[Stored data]
####

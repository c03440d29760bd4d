//! Simple, leveled logging macros for `LogSink` implementors and direct `Logger` use.
//!
//! # Feature Flags
//! specific log levels are controlled by cargo features:
//! `log-trace`, `log-debug`, `log-info`, `log-warn`, `log-error`.
//!
//! If a feature is disabled, the corresponding macros expand to `()`, removing
//! all formatting and allocation overhead at compile time.

// ============================================================================
// 1. GENERIC INTERNAL MACROS (The "Workers")
// ============================================================================
// These remain available so the enabled macros below can use them.
// We generally don't call these directly if we want feature-gating.

#[macro_export]
macro_rules! sink_log {
    ($sink:expr, $lvl:expr, $($arg:tt)*) => {{
        let __msg = format!($($arg)*);
        $sink.log($lvl, &__msg, module_path!());
    }};
}

#[macro_export]
macro_rules! logger_log {
    ($logger:expr, $lvl:expr, $($arg:tt)*) => {{
        let __msg = format!($($arg)*);
        $logger.log($lvl, &__msg, module_path!());
    }};
}

// ============================================================================
// 2. LEVEL-SPECIFIC MACROS (Feature Gated)
// ============================================================================

// ---------------------- TRACE ----------------------
#[cfg(feature = "log-trace")]
#[macro_export]
macro_rules! sink_trace   { ($sink:expr, $($arg:tt)*)   => { $crate::sink_log!($sink, $crate::log::log_level::LogLevel::Trace, $($arg)*) } }
#[cfg(feature = "log-trace")]
#[macro_export]
macro_rules! logger_trace { ($logger:expr, $($arg:tt)*) => { $crate::logger_log!($logger, $crate::log::log_level::LogLevel::Trace, $($arg)*) } }

#[cfg(not(feature = "log-trace"))]
#[macro_export]
macro_rules! sink_trace {
    ($($arg:tt)*) => {
        ()
    };
}
#[cfg(not(feature = "log-trace"))]
#[macro_export]
macro_rules! logger_trace {
    ($($arg:tt)*) => {
        ()
    };
}

// ---------------------- DEBUG ----------------------
#[cfg(feature = "log-debug")]
#[macro_export]
macro_rules! sink_debug   { ($sink:expr, $($arg:tt)*)   => { $crate::sink_log!($sink, $crate::log::log_level::LogLevel::Debug, $($arg)*); } }
#[cfg(feature = "log-debug")]
#[macro_export]
macro_rules! logger_debug { ($logger:expr, $($arg:tt)*) => { $crate::logger_log!($logger, $crate::log::log_level::LogLevel::Debug, $($arg)*); } }

#[cfg(not(feature = "log-debug"))]
#[macro_export]
macro_rules! sink_debug {
    ($($arg:tt)*) => {
        ()
    };
}
#[cfg(not(feature = "log-debug"))]
#[macro_export]
macro_rules! logger_debug {
    ($($arg:tt)*) => {
        ()
    };
}

// ---------------------- INFO ----------------------
#[cfg(feature = "log-info")]
#[macro_export]
macro_rules! sink_info   { ($sink:expr, $($arg:tt)*)   => { $crate::sink_log!($sink, $crate::log::log_level::LogLevel::Info, $($arg)*); } }
#[cfg(feature = "log-info")]
#[macro_export]
macro_rules! logger_info { ($logger:expr, $($arg:tt)*) => { $crate::logger_log!($logger, $crate::log::log_level::LogLevel::Info, $($arg)*); } }

#[cfg(not(feature = "log-info"))]
#[macro_export]
macro_rules! sink_info {
    ($($arg:tt)*) => {
        ()
    };
}
#[cfg(not(feature = "log-info"))]
#[macro_export]
macro_rules! logger_info {
    ($($arg:tt)*) => {
        ()
    };
}

// ---------------------- WARN ----------------------
#[cfg(feature = "log-warn")]
#[macro_export]
macro_rules! sink_warn   { ($sink:expr, $($arg:tt)*)   => { $crate::sink_log!($sink, $crate::log::log_level::LogLevel::Warn, $($arg)*) } }
#[cfg(feature = "log-warn")]
#[macro_export]
macro_rules! logger_warn { ($logger:expr, $($arg:tt)*) => { $crate::logger_log!($logger, $crate::log::log_level::LogLevel::Warn, $($arg)*); } }

#[cfg(not(feature = "log-warn"))]
#[macro_export]
macro_rules! sink_warn {
    ($($arg:tt)*) => {
        ()
    };
}
#[cfg(not(feature = "log-warn"))]
#[macro_export]
macro_rules! logger_warn {
    ($($arg:tt)*) => {
        ()
    };
}

// ---------------------- ERROR ----------------------
// Generally always enabled, but consistent structure allows user to disable if really needed.
#[cfg(feature = "log-error")]
#[macro_export]
macro_rules! sink_error   { ($sink:expr, $($arg:tt)*)   => { $crate::sink_log!($sink, $crate::log::log_level::LogLevel::Error, $($arg)*); } }
#[cfg(feature = "log-error")]
#[macro_export]
macro_rules! logger_error { ($logger:expr, $($arg:tt)*) => { $crate::logger_log!($logger, $crate::log::log_level::LogLevel::Error, $($arg)*); } }

#[cfg(not(feature = "log-error"))]
#[macro_export]
macro_rules! sink_error {
    ($($arg:tt)*) => {
        ()
    };
}
#[cfg(not(feature = "log-error"))]
#[macro_export]
macro_rules! logger_error {
    ($($arg:tt)*) => {
        ()
    };
}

####

**GOAL OF THE EXERCISE:**
Could you return all lines from the data above that contain the string "LogLevel"?

**ANSWER AREA:**
macro_rules! sink_trace   { ($sink:expr, $($arg:tt)*)   => { $crate::sink_log!($sink, $crate::log::log_level::LogLevel::Trace, $($arg)*) } }
macro_rules! logger_trace { ($logger:expr, $($arg:tt)*) => { $crate::logger_log!($logger, $crate::log::log_level::LogLevel::Trace, $($arg)*) } }
macro_rules! sink_debug   { ($sink:expr, $($arg:tt)*)   => { $crate::sink_log!($sink, $crate::log::log_level::LogLevel::Debug, $($arg)*); } }
macro_rules! logger_debug { ($logger:expr, $($arg:tt)*) => { $crate::logger_log!($logger, $crate::log::log_level::LogLevel::Debug, $($arg)*); } }
macro_rules! sink_info   { ($sink:expr, $($arg:tt)*)   => { $crate::sink_log!($sink, $crate::log::log_level::LogLevel::Info, $($arg)*); } }
macro_rules! logger_info { ($logger:expr, $($arg:tt)*) => { $crate::logger_log!($logger, $crate::log::log_level::LogLevel::Info, $($arg)*); } }
macro_rules! sink_warn   { ($sink:expr, $($arg:tt)*)   => { $crate::sink_log!($sink, $crate::log::log_level::LogLevel::Warn, $($arg)*) } }
macro_rules! logger_warn { ($logger:expr, $($arg:tt)*) => { $crate::logger_log!($logger, $crate::log::log_level::LogLevel::Warn, $($arg)*); } }
macro_rules! sink_error   { ($sink:expr, $($arg:tt)*)   => { $crate::sink_log!($sink, $crate::log::log_level::LogLevel::Error, $($arg)*); } }
macro_rules! logger_error { ($logger:expr, $($arg:tt)*) => { $crate::logger_log!($logger, $crate::log::log_level::LogLevel::Error, $($arg)*); } }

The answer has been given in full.